_Exercise instructions_
Give back only the lines in the records below from the one with "let slot = self.vtable_slot(regs.get(*metadata), *offset)?;" to the one with "let stripped = ptrauth::authenticate(regs.get(*value), *auth)?;", both inclusive, word for word.

_Working data_
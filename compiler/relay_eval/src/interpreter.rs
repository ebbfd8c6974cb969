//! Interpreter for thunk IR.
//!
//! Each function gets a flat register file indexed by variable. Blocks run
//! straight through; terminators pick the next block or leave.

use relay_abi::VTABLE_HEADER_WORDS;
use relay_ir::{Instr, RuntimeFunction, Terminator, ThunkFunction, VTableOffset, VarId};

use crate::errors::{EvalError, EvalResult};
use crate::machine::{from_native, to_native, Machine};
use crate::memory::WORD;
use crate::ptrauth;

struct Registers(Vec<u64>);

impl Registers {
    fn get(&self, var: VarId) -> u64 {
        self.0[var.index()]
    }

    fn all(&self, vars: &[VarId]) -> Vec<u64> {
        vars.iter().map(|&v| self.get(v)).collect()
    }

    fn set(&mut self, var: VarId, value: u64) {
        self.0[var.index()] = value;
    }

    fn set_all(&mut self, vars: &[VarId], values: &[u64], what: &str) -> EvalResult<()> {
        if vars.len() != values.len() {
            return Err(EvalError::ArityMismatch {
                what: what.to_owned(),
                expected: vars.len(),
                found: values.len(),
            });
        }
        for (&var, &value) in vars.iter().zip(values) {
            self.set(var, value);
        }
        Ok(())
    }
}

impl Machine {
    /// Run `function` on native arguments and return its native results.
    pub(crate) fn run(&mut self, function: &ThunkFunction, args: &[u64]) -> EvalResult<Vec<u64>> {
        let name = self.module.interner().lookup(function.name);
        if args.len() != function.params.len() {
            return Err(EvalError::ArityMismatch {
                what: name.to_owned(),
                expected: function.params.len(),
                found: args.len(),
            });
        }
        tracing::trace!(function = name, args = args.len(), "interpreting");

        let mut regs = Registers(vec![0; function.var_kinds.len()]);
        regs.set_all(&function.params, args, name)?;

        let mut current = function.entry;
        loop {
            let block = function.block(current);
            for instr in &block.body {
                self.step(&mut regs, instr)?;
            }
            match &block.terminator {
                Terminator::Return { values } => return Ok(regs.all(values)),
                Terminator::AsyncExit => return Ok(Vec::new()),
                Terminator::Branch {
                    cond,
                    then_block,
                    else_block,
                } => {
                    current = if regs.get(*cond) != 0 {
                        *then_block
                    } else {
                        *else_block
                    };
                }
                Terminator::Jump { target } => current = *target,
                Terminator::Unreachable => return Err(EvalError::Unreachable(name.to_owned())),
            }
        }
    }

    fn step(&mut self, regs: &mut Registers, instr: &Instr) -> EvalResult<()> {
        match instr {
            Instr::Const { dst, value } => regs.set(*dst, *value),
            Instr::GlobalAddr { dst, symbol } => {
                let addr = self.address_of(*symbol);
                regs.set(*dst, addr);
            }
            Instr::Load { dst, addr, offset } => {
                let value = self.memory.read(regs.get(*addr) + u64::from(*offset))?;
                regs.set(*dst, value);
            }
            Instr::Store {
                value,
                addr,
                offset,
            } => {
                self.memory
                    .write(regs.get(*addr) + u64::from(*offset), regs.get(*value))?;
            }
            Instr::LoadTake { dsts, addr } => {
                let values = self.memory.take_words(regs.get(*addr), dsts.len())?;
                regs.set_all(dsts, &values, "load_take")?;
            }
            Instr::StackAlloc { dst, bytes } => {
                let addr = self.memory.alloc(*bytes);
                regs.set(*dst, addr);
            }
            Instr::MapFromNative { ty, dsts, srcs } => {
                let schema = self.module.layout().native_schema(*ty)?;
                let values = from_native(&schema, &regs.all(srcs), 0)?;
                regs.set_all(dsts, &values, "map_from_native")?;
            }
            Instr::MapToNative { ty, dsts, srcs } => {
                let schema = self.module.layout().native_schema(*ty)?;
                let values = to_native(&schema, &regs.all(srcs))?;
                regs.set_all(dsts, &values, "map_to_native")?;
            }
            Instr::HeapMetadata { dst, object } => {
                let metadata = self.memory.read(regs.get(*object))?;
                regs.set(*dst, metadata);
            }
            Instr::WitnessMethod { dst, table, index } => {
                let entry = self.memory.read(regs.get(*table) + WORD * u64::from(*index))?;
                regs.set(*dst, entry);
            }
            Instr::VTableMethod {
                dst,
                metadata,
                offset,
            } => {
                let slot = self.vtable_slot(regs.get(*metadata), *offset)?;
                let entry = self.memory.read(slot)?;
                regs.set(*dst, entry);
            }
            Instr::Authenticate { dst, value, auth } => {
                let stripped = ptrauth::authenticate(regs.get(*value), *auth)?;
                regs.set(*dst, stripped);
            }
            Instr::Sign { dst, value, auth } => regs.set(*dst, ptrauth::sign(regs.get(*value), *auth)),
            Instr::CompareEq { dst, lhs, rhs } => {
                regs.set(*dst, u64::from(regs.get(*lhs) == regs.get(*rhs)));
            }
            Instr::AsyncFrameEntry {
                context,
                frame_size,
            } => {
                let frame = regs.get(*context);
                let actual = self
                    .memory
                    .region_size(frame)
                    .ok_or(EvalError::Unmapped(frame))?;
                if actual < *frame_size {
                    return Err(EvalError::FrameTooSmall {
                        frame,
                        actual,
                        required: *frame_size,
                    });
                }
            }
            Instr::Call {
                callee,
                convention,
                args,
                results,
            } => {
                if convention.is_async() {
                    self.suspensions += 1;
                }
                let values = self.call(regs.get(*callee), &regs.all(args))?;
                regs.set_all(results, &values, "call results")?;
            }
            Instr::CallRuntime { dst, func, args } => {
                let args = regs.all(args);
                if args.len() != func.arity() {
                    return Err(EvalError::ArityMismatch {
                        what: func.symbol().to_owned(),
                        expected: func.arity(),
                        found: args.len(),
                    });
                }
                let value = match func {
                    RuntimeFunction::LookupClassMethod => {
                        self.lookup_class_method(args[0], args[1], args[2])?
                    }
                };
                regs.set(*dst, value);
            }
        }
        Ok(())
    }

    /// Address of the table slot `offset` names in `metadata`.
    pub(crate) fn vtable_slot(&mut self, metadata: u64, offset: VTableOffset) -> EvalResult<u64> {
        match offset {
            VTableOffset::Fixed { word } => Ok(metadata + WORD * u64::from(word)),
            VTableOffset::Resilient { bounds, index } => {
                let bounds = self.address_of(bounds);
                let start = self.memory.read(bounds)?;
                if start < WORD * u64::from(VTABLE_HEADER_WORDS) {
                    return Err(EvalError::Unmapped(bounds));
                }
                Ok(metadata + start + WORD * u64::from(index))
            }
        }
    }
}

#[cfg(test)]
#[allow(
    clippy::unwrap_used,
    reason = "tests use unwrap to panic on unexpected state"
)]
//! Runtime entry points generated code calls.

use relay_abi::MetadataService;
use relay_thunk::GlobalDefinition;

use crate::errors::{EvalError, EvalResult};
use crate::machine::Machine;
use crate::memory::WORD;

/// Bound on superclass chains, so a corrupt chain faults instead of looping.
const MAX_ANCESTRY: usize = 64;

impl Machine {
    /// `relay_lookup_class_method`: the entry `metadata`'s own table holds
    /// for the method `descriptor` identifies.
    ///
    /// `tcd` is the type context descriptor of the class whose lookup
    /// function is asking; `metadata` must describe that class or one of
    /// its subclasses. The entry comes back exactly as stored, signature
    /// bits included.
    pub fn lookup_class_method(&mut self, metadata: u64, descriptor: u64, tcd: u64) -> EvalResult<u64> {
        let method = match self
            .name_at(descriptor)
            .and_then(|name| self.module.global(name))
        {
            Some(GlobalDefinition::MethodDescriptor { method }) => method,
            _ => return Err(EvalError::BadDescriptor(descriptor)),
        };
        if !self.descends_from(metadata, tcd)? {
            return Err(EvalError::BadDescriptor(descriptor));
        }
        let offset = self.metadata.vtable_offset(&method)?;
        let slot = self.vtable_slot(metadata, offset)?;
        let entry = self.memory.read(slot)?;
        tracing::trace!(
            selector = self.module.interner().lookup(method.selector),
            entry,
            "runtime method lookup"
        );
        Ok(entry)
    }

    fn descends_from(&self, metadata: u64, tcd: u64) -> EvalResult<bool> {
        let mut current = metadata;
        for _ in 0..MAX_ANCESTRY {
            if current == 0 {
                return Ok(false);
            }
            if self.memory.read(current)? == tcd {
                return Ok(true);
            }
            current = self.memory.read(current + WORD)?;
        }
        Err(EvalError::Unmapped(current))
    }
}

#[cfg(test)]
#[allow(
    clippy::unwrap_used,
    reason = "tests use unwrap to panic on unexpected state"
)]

_Answer for this exercise_
                let slot = self.vtable_slot(regs.get(*metadata), *offset)?;
                let entry = self.memory.read(slot)?;
                regs.set(*dst, entry);
            }
            Instr::Authenticate { dst, value, auth } => {
                let stripped = ptrauth::authenticate(regs.get(*value), *auth)?;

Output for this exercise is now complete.